*** Opening of Available records ***

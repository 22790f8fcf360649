//! Configuration file loader with multi-source merging

use super::file_config::FileConfig;
use figment::{
    Figment,
    providers::{Env, Format, Serialized, Toml},
};
use std::path::PathBuf;

const PROJECT_FILES: [&str; 2] = ["poker.toml", ".poker.toml"];

/// Configuration loader that handles file discovery and merging
pub struct ConfigLoader;

impl ConfigLoader {
    /// Load configuration from all sources with proper priority
    ///
    /// Priority (highest to lowest):
    /// 1. `POKER_*` environment variables (`POKER_STORE__PATH=...`)
    /// 2. Explicit config path (if provided)
    /// 3. Project root: `./poker.toml` or `./.poker.toml`
    /// 4. XDG config: `$XDG_CONFIG_HOME/planning-poker/config.toml`
    /// 5. Default values
    pub fn load(config_path: Option<&PathBuf>) -> Result<FileConfig, Box<figment::Error>> {
        let mut figment = Figment::new().merge(Serialized::defaults(FileConfig::default()));

        if let Some(global_path) = Self::global_config_path()
            && global_path.exists()
        {
            figment = figment.merge(Toml::file(&global_path));
        }

        if let Some(path) = Self::project_config_path() {
            figment = figment.merge(Toml::file(&path));
        }

        if let Some(path) = config_path {
            figment = figment.merge(Toml::file(path));
        }

        figment = figment.merge(Env::prefixed("POKER_").split("__"));

        figment.extract().map_err(Box::new)
    }

    /// Load only default configuration (for --no-config)
    pub fn load_defaults() -> FileConfig {
        FileConfig::default()
    }

    /// Get the global config file path
    ///
    /// Returns XDG_CONFIG_HOME/planning-poker/config.toml if set,
    /// otherwise falls back to ~/.config/planning-poker/config.toml
    pub fn global_config_path() -> Option<PathBuf> {
        dirs::config_dir().map(|d| d.join("planning-poker").join("config.toml"))
    }

    /// Get the project-level config file path (if it exists)
    pub fn project_config_path() -> Option<PathBuf> {
        PROJECT_FILES
            .iter()
            .map(PathBuf::from)
            .find(|path| path.exists())
    }

    /// Print the config file locations being used (for debugging)
    pub fn print_config_sources(explicit: Option<&PathBuf>) {
        println!("Configuration sources (in priority order):");

        if let Some(path) = explicit {
            let mark = if path.exists() { "FOUND" } else { "     " };
            println!("  [{}] --config: {}", mark, path.display());
        }

        if let Some(path) = Self::project_config_path() {
            println!("  [FOUND] Project: {}", path.display());
        } else {
            println!("  [     ] Project: ./poker.toml or ./.poker.toml");
        }

        if let Some(path) = Self::global_config_path() {
            let mark = if path.exists() { "FOUND" } else { "     " };
            println!("  [{}] Global:  {}", mark, path.display());
        }

        println!("  [     ] Default: built-in defaults");
    }
}

#[cfg(test)]
mod tests {
    use super::*;
    use poker_domain::EstimateUnit;
    use std::io::Write;

    #[test]
    fn test_load_defaults() {
        let config = ConfigLoader::load_defaults();
        assert!(config.store.path.is_none());
        assert!(!config.audit.enabled);
        assert_eq!(config.deck.parse_unit().0, EstimateUnit::PersonDays);
    }

    #[test]
    fn test_global_config_path_returns_some() {
        // Should return a path (even if file doesn't exist)
        let path = ConfigLoader::global_config_path();
        assert!(path.is_some());
        let path = path.unwrap();
        assert!(path.to_string_lossy().contains("planning-poker"));
    }

    #[test]
    fn test_explicit_file_overrides_defaults() {
        let mut file = tempfile::NamedTempFile::new().unwrap();
        writeln!(file, "[deck]\nunit = \"story points\"\n\n[audit]\nenabled = true").unwrap();

        let path = file.path().to_path_buf();
        let config = ConfigLoader::load(Some(&path)).unwrap();
        assert_eq!(config.deck.parse_unit().0, EstimateUnit::StoryPoints);
        assert!(config.audit.enabled);
        assert!(config.output.color);
    }

    #[test]
    fn test_malformed_file_is_an_error() {
        let mut file = tempfile::NamedTempFile::new().unwrap();
        writeln!(file, "[audit]\nenabled = \"sometimes\"").unwrap();

        let path = file.path().to_path_buf();
        assert!(ConfigLoader::load(Some(&path)).is_err());
    }
}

*** Close of Available records ***

# Your instructions:
Your job is to give the listing again exactly as it was written.

# Solution below:
repository 22790f8fcf360649
//! Configuration file loader with multi-source merging

use super::file_config::FileConfig;
use figment::{
    Figment,
    providers::{Env, Format, Serialized, Toml},
};
use std::path::PathBuf;

const PROJECT_FILES: [&str; 2] = ["poker.toml", ".poker.toml"];

/// Configuration loader that handles file discovery and merging
pub struct ConfigLoader;

impl ConfigLoader {
    /// Load configuration from all sources with proper priority
    ///
    /// Priority (highest to lowest):
    /// 1. `POKER_*` environment variables (`POKER_STORE__PATH=...`)
    /// 2. Explicit config path (if provided)
    /// 3. Project root: `./poker.toml` or `./.poker.toml`
    /// 4. XDG config: `$XDG_CONFIG_HOME/planning-poker/config.toml`
    /// 5. Default values
    pub fn load(config_path: Option<&PathBuf>) -> Result<FileConfig, Box<figment::Error>> {
        let mut figment = Figment::new().merge(Serialized::defaults(FileConfig::default()));

        if let Some(global_path) = Self::global_config_path()
            && global_path.exists()
        {
            figment = figment.merge(Toml::file(&global_path));
        }

        if let Some(path) = Self::project_config_path() {
            figment = figment.merge(Toml::file(&path));
        }

        if let Some(path) = config_path {
            figment = figment.merge(Toml::file(path));
        }

        figment = figment.merge(Env::prefixed("POKER_").split("__"));

        figment.extract().map_err(Box::new)
    }

    /// Load only default configuration (for --no-config)
    pub fn load_defaults() -> FileConfig {
        FileConfig::default()
    }

    /// Get the global config file path
    ///
    /// Returns XDG_CONFIG_HOME/planning-poker/config.toml if set,
    /// otherwise falls back to ~/.config/planning-poker/config.toml
    pub fn global_config_path() -> Option<PathBuf> {
        dirs::config_dir().map(|d| d.join("planning-poker").join("config.toml"))
    }

    /// Get the project-level config file path (if it exists)
    pub fn project_config_path() -> Option<PathBuf> {
        PROJECT_FILES
            .iter()
            .map(PathBuf::from)
            .find(|path| path.exists())
    }

    /// Print the config file locations being used (for debugging)
    pub fn print_config_sources(explicit: Option<&PathBuf>) {
        println!("Configuration sources (in priority order):");

        if let Some(path) = explicit {
            let mark = if path.exists() { "FOUND" } else { "     " };
            println!("  [{}] --config: {}", mark, path.display());
        }

        if let Some(path) = Self::project_config_path() {
            println!("  [FOUND] Project: {}", path.display());
        } else {
            println!("  [     ] Project: ./poker.toml or ./.poker.toml");
        }

        if let Some(path) = Self::global_config_path() {
            let mark = if path.exists() { "FOUND" } else { "     " };
            println!("  [{}] Global:  {}", mark, path.display());
        }

        println!("  [     ] Default: built-in defaults");
    }
}

#[cfg(test)]
mod tests {
    use super::*;
    use poker_domain::EstimateUnit;
    use std::io::Write;

    #[test]
    fn test_load_defaults() {
        let config = ConfigLoader::load_defaults();
        assert!(config.store.path.is_none());
        assert!(!config.audit.enabled);
        assert_eq!(config.deck.parse_unit().0, EstimateUnit::PersonDays);
    }

    #[test]
    fn test_global_config_path_returns_some() {
        // Should return a path (even if file doesn't exist)
        let path = ConfigLoader::global_config_path();
        assert!(path.is_some());
        let path = path.unwrap();
        assert!(path.to_string_lossy().contains("planning-poker"));
    }

    #[test]
    fn test_explicit_file_overrides_defaults() {
        let mut file = tempfile::NamedTempFile::new().unwrap();
        writeln!(file, "[deck]\nunit = \"story points\"\n\n[audit]\nenabled = true").unwrap();

        let path = file.path().to_path_buf();
        let config = ConfigLoader::load(Some(&path)).unwrap();
        assert_eq!(config.deck.parse_unit().0, EstimateUnit::StoryPoints);
        assert!(config.audit.enabled);
        assert!(config.output.color);
    }

    #[test]
    fn test_malformed_file_is_an_error() {
        let mut file = tempfile::NamedTempFile::new().unwrap();
        writeln!(file, "[audit]\nenabled = \"sometimes\"").unwrap();

        let path = file.path().to_path_buf();
        assert!(ConfigLoader::load(Some(&path)).is_err());
    }
}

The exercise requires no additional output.